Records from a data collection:

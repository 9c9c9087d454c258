use thiserror::Error;

/// 設定関連のエラー型
/// APIキー、設定ファイル、ユーザー入力値の検証に関するエラーを定義
#[derive(Error, Debug)]
pub enum ConfigError {
    /// プロバイダのAPIキーが設定されていない（呼び出し時に判明する）
    #[error("APIキーが設定されていません: 環境変数 {name}")]
    MissingCredential { name: String },

    /// 設定値や入力値が許容範囲外
    #[error("設定値が不正です: {reason}")]
    InvalidValue { reason: String },

    /// --configで指定した設定ファイルが存在しない
    #[error("設定ファイルが見つかりません: {path}")]
    MissingConfigFile { path: String },
}

impl ConfigError {
    /// APIキー不足エラーを作成
    pub fn missing_credential<N: Into<String>>(name: N) -> Self {
        Self::MissingCredential { name: name.into() }
    }

    /// 不正な設定値エラーを作成
    pub fn invalid_value<R: Into<String>>(reason: R) -> Self {
        Self::InvalidValue {
            reason: reason.into(),
        }
    }

    /// 設定ファイル不足エラーを作成
    pub fn missing_config_file<P: Into<String>>(path: P) -> Self {
        Self::MissingConfigFile { path: path.into() }
    }
}

/// 設定エラーのResult型エイリアス
pub type ConfigResult<T> = std::result::Result<T, ConfigError>;
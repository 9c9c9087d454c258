pub mod api;
pub mod config;
pub mod logging;
pub mod storage;
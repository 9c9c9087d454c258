use std::sync::Once;
use tracing_subscriber::EnvFilter;

static INIT: Once = Once::new();

/// tracingのサブスクライバを初期化する
///
/// `RUST_LOG`が未設定の場合は`info`レベル。出力先は標準エラー出力で、
/// 標準出力はダッシュボードの描画に使う。
pub fn init_logging() {
    if tracing::dispatcher::has_been_set() {
        return;
    }
    INIT.call_once(|| {
        let filter = EnvFilter::try_from_default_env().unwrap_or_else(|_| EnvFilter::new("info"));
        tracing_subscriber::fmt()
            .with_env_filter(filter)
            .with_writer(std::io::stderr)
            .init();
    });
}
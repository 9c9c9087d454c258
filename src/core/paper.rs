use crate::core::tag::Tagged;
use crate::infra::storage::file::load_json_from_file;
use anyhow::{Context, Result};
use serde::{Deserialize, Serialize};
use serde_json::Value;
use std::fmt;
use std::path::Path;
use tracing::info;

/// 論文の著者欄（文字列または文字列の配列）
///
/// どちらでもない値は`Other`にそのまま保持する。
#[derive(Debug, Clone, PartialEq, Serialize, Deserialize)]
#[serde(untagged)]
pub enum Authors {
    Text(String),
    List(Vec<String>),
    Other(Value),
}

impl Authors {
    /// 表示できる著者名が無いか
    pub fn is_empty(&self) -> bool {
        match self {
            Authors::Text(text) => text.trim().is_empty(),
            Authors::List(names) => names.iter().all(|n| n.trim().is_empty()),
            Authors::Other(value) => value.is_null(),
        }
    }
}

impl Default for Authors {
    fn default() -> Self {
        Authors::List(Vec::new())
    }
}

impl fmt::Display for Authors {
    fn fmt(&self, f: &mut fmt::Formatter<'_>) -> fmt::Result {
        match self {
            Authors::Text(text) => write!(f, "{}", text),
            Authors::List(names) => write!(f, "{}", names.join(", ")),
            Authors::Other(Value::Null) => Ok(()),
            Authors::Other(value) => write!(f, "{}", value),
        }
    }
}

/// タグ付け済みの研究論文
///
/// スキーマは検証しない。欠けた表示用フィールドは空のまま読み込み、描画時に補う。
#[derive(Debug, Clone, PartialEq, Serialize, Deserialize)]
pub struct ResearchPaper {
    #[serde(default)]
    pub title: String,
    #[serde(default)]
    pub authors: Authors,
    #[serde(default)]
    pub date: String,
    #[serde(default, rename = "abstract")]
    pub abstract_text: String,
    #[serde(default, skip_serializing_if = "Option::is_none")]
    pub tags: Option<Vec<String>>,
}

impl Tagged for ResearchPaper {
    fn tags(&self) -> Option<&[String]> {
        self.tags.as_deref()
    }
}

/// JSON配列の論文ファイルを読み込む
///
/// ファイルが無い、またはJSON配列として読めない場合はエラーを返す。
/// 個々の論文のフィールド欠けはエラーにしない。
pub fn load_research_papers<P: AsRef<Path>>(file_path: P) -> Result<Vec<ResearchPaper>> {
    let file_path = file_path.as_ref();
    let papers: Vec<ResearchPaper> = load_json_from_file(file_path)
        .with_context(|| format!("論文ファイルの読み込みに失敗: {}", file_path.display()))?;
    info!(count = papers.len(), path = %file_path.display(), "論文を読み込み");
    Ok(papers)
}
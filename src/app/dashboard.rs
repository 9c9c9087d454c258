use crate::{
    core::{
        news::{fetch_newsapi_news, fetch_serpapi_news, NewsRecord},
        paper::{load_research_papers, ResearchPaper},
        tag::{filter_by_tag, get_all_tags, select_tag},
    },
    infra::{
        api::{http::HttpClient, newsapi::NewsApiClient, serpapi::SerpApiClient},
        config::validate_num_results,
    },
    types::PassSummary,
};
use anyhow::{Context, Result};
use std::path::Path;
use tracing::{info, warn};

/// 1回の描画パスに対するユーザー入力
#[derive(Debug, Clone)]
pub struct DashboardRequest {
    pub query: String,
    pub num_results: usize,
    pub use_serpapi: bool,
    pub use_newsapi: bool,
    pub selected_tag: Option<String>,
}

/// 描画パスで使うプロバイダクライアント一式
pub struct NewsClients<H: HttpClient> {
    pub serpapi: SerpApiClient<H>,
    pub newsapi: NewsApiClient<H>,
}

/// 描画パスの結果（フィルタ済みのコレクション）
#[derive(Debug, Clone)]
pub struct DashboardView {
    pub all_tags: Vec<String>,
    pub selected_tag: Option<String>,
    pub news: Vec<NewsRecord>,
    pub papers: Vec<ResearchPaper>,
    pub summary: PassSummary,
}

/// ニュースを有効なプロバイダから順に取得する
///
/// SerpAPI、NewsAPIの順に追加する。どちらかが失敗した時点でエラーを返す。
pub async fn collect_news<H: HttpClient>(
    clients: &NewsClients<H>,
    request: &DashboardRequest,
) -> Result<Vec<NewsRecord>> {
    let mut news_articles = Vec::new();

    if request.use_serpapi {
        let records = fetch_serpapi_news(&clients.serpapi, &request.query, request.num_results)
            .await
            .context("Google検索 (SerpAPI) からのニュース取得に失敗")?;
        news_articles.extend(records);
    }

    if request.use_newsapi {
        let records = fetch_newsapi_news(&clients.newsapi, &request.query, request.num_results)
            .await
            .context("NewsAPIからのニュース取得に失敗")?;
        news_articles.extend(records);
    }

    Ok(news_articles)
}

/// 描画パスのメイン実行関数（依存性を注入）
///
/// 1. 有効なプロバイダからニュースを取得
/// 2. 論文ファイルを読み込み
/// 3. 全コレクションからタグカタログを作成し、タグを選択
/// 4. 各コレクションを選択タグで絞り込み
pub async fn run_dashboard_pass<H: HttpClient, P: AsRef<Path>>(
    clients: &NewsClients<H>,
    request: &DashboardRequest,
    papers_path: P,
) -> Result<DashboardView> {
    validate_num_results(request.num_results)?;
    info!(
        query = %request.query,
        num_results = request.num_results,
        serpapi = request.use_serpapi,
        newsapi = request.use_newsapi,
        "描画パス開始"
    );

    let news_articles = collect_news(clients, request).await?;
    let research_papers = load_research_papers(papers_path)?;

    let all_tags = get_all_tags(&[&news_articles, &research_papers]);
    let selected_tag = select_tag(&all_tags, request.selected_tag.as_deref());

    let (news, papers) = match selected_tag.as_deref() {
        Some(tag) => (
            filter_by_tag(&news_articles, tag),
            filter_by_tag(&research_papers, tag),
        ),
        None => {
            warn!("選択できるタグがありません");
            (Vec::new(), Vec::new())
        }
    };

    let summary = PassSummary::new(
        news_articles.len(),
        research_papers.len(),
        news.len(),
        papers.len(),
    );
    info!("{}", summary);

    Ok(DashboardView {
        all_tags,
        selected_tag,
        news,
        papers,
        summary,
    })
}

#[cfg(test)]
mod tests {
    use super::*;
    use crate::infra::api::http::MockHttpClient;
    use serde_json::json;

    const MOCK_PAPERS: &str = "mock/papers/research_papers.json";

    fn request(use_serpapi: bool, use_newsapi: bool, tag: Option<&str>) -> DashboardRequest {
        DashboardRequest {
            query: "climate risk insurance".to_string(),
            num_results: 5,
            use_serpapi,
            use_newsapi,
            selected_tag: tag.map(str::to_string),
        }
    }

    fn clients(serp: MockHttpClient, news: MockHttpClient) -> NewsClients<MockHttpClient> {
        NewsClients {
            serpapi: SerpApiClient::new(serp, Some("serp".to_string()), "https://mock.serp", 10),
            newsapi: NewsApiClient::new(news, Some("news".to_string()), "https://mock.news", 10),
        }
    }

    fn serp_ok() -> MockHttpClient {
        MockHttpClient::new_success(json!({
            "news_results": [{"title": "serp-1"}, {"title": "serp-2"}]
        }))
    }

    fn news_ok() -> MockHttpClient {
        MockHttpClient::new_success(json!({
            "status": "ok",
            "articles": [{"title": "news-1", "source": {"name": "BBC"}}]
        }))
    }

    #[tokio::test]
    async fn test_pass_with_both_providers() -> Result<(), anyhow::Error> {
        let clients = clients(serp_ok(), news_ok());

        let view = run_dashboard_pass(&clients, &request(true, true, None), MOCK_PAPERS).await?;

        assert_eq!(view.all_tags, vec!["climate", "flood", "insurance", "wildfire"]);
        // 未指定の場合はカタログ先頭のタグ
        assert_eq!(view.selected_tag.as_deref(), Some("climate"));
        let titles: Vec<_> = view.news.iter().filter_map(|n| n.title.as_deref()).collect();
        assert_eq!(titles, vec!["serp-1", "serp-2", "news-1"]);
        assert_eq!(view.papers.len(), 2);
        assert_eq!(view.summary, PassSummary::new(3, 4, 3, 2));
        Ok(())
    }

    #[tokio::test]
    async fn test_pass_with_tag_only_in_papers() -> Result<(), anyhow::Error> {
        let clients = clients(serp_ok(), news_ok());

        let view =
            run_dashboard_pass(&clients, &request(true, true, Some("flood")), MOCK_PAPERS).await?;

        assert!(view.news.is_empty(), "ニュースは固定タグのみなので一致しない");
        assert_eq!(view.papers.len(), 1);
        assert_eq!(view.papers[0].title, "Pricing Flood Risk Under Climate Change");
        Ok(())
    }

    #[tokio::test]
    async fn test_pass_with_providers_disabled() -> Result<(), anyhow::Error> {
        let clients = clients(serp_ok(), news_ok());

        for tag in [None, Some("climate"), Some("insurance")] {
            let view = run_dashboard_pass(&clients, &request(false, false, tag), MOCK_PAPERS).await?;

            // カタログは論文のタグのみから作られる
            assert_eq!(view.all_tags, vec!["climate", "flood", "insurance", "wildfire"]);
            assert!(view.news.is_empty());
            assert_eq!(view.summary.news_fetched, 0);
        }

        // 無効なプロバイダには通信しない
        assert!(clients.serpapi.http_client().requests().is_empty());
        assert!(clients.newsapi.http_client().requests().is_empty());
        Ok(())
    }

    #[tokio::test]
    async fn test_pass_aborts_when_provider_fails() {
        let clients = clients(serp_ok(), MockHttpClient::new_error("認証失敗"));

        let result = run_dashboard_pass(&clients, &request(true, true, None), MOCK_PAPERS).await;

        let err = result.expect_err("プロバイダの失敗でパス全体が失敗するべき");
        let message = format!("{:#}", err);
        assert!(message.contains("NewsAPIからのニュース取得に失敗"));
        assert!(message.contains("認証失敗"));
    }

    #[tokio::test]
    async fn test_pass_aborts_when_papers_missing() {
        let clients = clients(serp_ok(), news_ok());

        let result =
            run_dashboard_pass(&clients, &request(true, true, None), "mock/papers/none.json").await;

        assert!(result.is_err());
    }

    #[tokio::test]
    async fn test_pass_rejects_out_of_range_num_results() {
        let clients = clients(serp_ok(), news_ok());
        let mut req = request(true, true, None);
        req.num_results = 11;

        let result = run_dashboard_pass(&clients, &req, MOCK_PAPERS).await;
        assert!(result.is_err());
    }

    #[tokio::test]
    async fn test_pass_tolerates_paper_with_missing_fields() -> Result<(), anyhow::Error> {
        let clients = clients(serp_ok(), news_ok());

        let view = run_dashboard_pass(
            &clients,
            &request(false, false, Some("climate")),
            "mock/papers/incomplete.json",
        )
        .await?;

        // abstractの無い論文があってもパスは中断しない
        assert_eq!(view.all_tags, vec!["climate", "flood", "heat"]);
        assert_eq!(view.summary.papers_loaded, 3);
        assert_eq!(view.papers.len(), 2);
        assert_eq!(view.papers[0].title, "Heat Stress and Crop Insurance Losses");

        let view = run_dashboard_pass(
            &clients,
            &request(false, false, Some("flood")),
            "mock/papers/incomplete.json",
        )
        .await?;
        assert_eq!(view.papers.len(), 1);
        assert_eq!(view.papers[0].abstract_text, "");
        Ok(())
    }

    #[tokio::test]
    async fn test_pass_with_empty_catalog() -> Result<(), anyhow::Error> {
        let clients = clients(serp_ok(), news_ok());

        let view =
            run_dashboard_pass(&clients, &request(false, false, None), "mock/papers/untagged.json")
                .await?;

        assert!(view.all_tags.is_empty());
        assert_eq!(view.selected_tag, None);
        assert!(view.papers.is_empty());
        assert_eq!(view.summary.papers_loaded, 1);
        Ok(())
    }
}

§ Brief
Whenever a line includes the word "DashboardView", pull it out of the entries.

§ Written response
pub struct DashboardView {
) -> Result<DashboardView> {
    Ok(DashboardView {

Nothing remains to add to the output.